Aeneid
Virgil
Vergil. The Aeneid of Virgil. Williams, Theodore, C, translator. Boston: Houghton Mifflin, 1910.
- Scarce had Aurora's purple from the sky
- warned off the stars, when Iying very low
- along th' horizon, the dimmed hills we saw
- of Italy; Achates first gave cry
- “Italia!” with answering shouts of joy,
- my comrades' voices cried, “Italia, hail!”
- Anchises, then, wreathed a great bowl with flowers
- and filled with wine, invoking Heaven to bless,
- and thus he prayed from our ship's lofty stern:
- “O Iords of land and sea and every storm!
- Breathe favoring breezes for our onward way!”
- Fresh blew the prayed-for winds. A haven fair
- soon widened near us; and its heights were crowned
- by a Greek fane to Pallas. Yet my men
- furled sail and shoreward veered the pointing prow.
- the port receding from the orient wave
- is curved into a bow; on either side
- the jutting headlands toss the salt sea-foam
- and hide the bay itself. Like double wall
- the towered crags send down protecting arms,
- while distant from the shore the temple stands.
- Here on a green sward, the first omen given,
- I saw four horses grazing through the field,
- each white as snow. Father Anchises cried:
- “Is war thy gift, O new and alien land?
- Horses make war; of war these creatures bode.
- Yet oft before the chariot of peace
- their swift hoofs go, and on their necks they bear
- th' obedient yoke and rein. Therefore a hope
- of peace is also ours.” Then we implored
- Minerva's mercy, at her sacred shrine,
- the mail-clad goddess who gave welcome there;
- and at an altar, mantling well our brows
- the Phrygian way, as Helenus ordained,
- we paid the honors his chief counsel urged,
- with blameless rite, to Juno, Argive Queen.
- No tarrying now, but after sacrifice
- we twirled the sailyards and shook out all sail,
- leaving the cities of the sons of Greece
- and that distrusted land. Tarentum's bay
- soon smiled before us, town of Hercules,
- if fame be true; opposing it uptowers
- Lacinia's headland unto Juno dear,
- the heights of Caulon, and that sailors' bane,
- ship-shattering Scylaceum. Thence half seen,
- trinacrian Aetna cleaves th' horizon line;
- we hear from far the crash of shouting seas,
- where lifted billows leap the tide-swept sand.

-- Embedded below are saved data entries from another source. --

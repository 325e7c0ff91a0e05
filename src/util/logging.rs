// KioskLog - util/logging.rs
//
// Structured logging with runtime-selectable debug mode.
//
// Activation:
//   - Environment variable: RUST_LOG=debug (or trace)
//   - CLI flag: --debug
//   - Config file: [logging] level = "debug"
//
// Output: stderr, so the report summary on stdout stays machine-readable.

use tracing_subscriber::EnvFilter;

/// Initialise the logging subsystem.
///
/// Priority: RUST_LOG env var > CLI --debug flag > config level > default "info".
pub fn init(debug_flag: bool, config_level: Option<&str>) {
    let filter = if std::env::var("RUST_LOG").is_ok() {
        EnvFilter::from_default_env()
    } else if debug_flag {
        EnvFilter::new("debug")
    } else if let Some(level) = config_level {
        EnvFilter::new(level)
    } else {
        EnvFilter::new(super::constants::DEFAULT_LOG_LEVEL)
    };

    tracing_subscriber::fmt()
        .with_env_filter(filter)
        .with_writer(std::io::stderr)
        .with_target(true)
        .with_file(debug_flag)
        .with_line_number(debug_flag)
        .compact()
        .init();

    tracing::debug!(
        app = super::constants::APP_NAME,
        version = super::constants::APP_VERSION,
        "Logging initialised"
    );
}

/// Shorten `line` to at most `DEBUG_MAX_LINE_PREVIEW` characters for log output.
pub fn preview(line: &str) -> &str {
    match line.char_indices().nth(super::constants::DEBUG_MAX_LINE_PREVIEW) {
        Some((idx, _)) => &line[..idx],
        None => line,
    }
}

- Father Anchises cried: “'T is none but she—
- Charybdis! Helenus this reef foretold,
- and rocks of dreadful name. O, fly, my men!
- Rise like one man with long, strong sweep of oars!”
- Not unobedient they! First Palinure
- veered to the leftward wave the willing keel,
- and sails and oars together leftward strove.
- We shot to skyward on the arching surge,
- then, as she sank, dropped deeper than the grave;
- thrice bellowed the vast cliffs from vaulted wall;
- thrice saw we spouted foam and showers of stars.
- After these things both wind and sun did fail;
- and weary, worn, not witting of our way,
- we drifted shoreward to the Cyclops' land.
- A spreading bay is there, impregnable
- to all invading storms; and Aetna's throat
- with roar of frightful ruin thunders nigh.
- Now to the realm of light it lifts a cloud
- of pitch-black, whirling smoke, and fiery dust,
- shooting out globes of flame, with monster tongues
- that lick the stars; now huge crags of itself,
- out of the bowels of the mountain torn,
- its maw disgorges, while the molten rock
- rolls screaming skyward; from the nether deep
- the fathomless abyss makes ebb and flow.
- Enceladus, his body lightning-scarred,
- lies prisoned under all, so runs the tale:
- o'er him gigantic Aetna breathes in fire
- from crack and seam; and if he haply turn
- to change his wearied side, Trinacria's isle
- trembles and moans, and thick fumes mantle heaven.
- That night in screen and covert of a grove
- we bore the dire convulsion, unaware
- whence the loud horror came. For not a star
- its lamp allowed, nor burned in upper sky
- the constellated fires, but all was gloom,
- and frowning night confined the moon in cloud.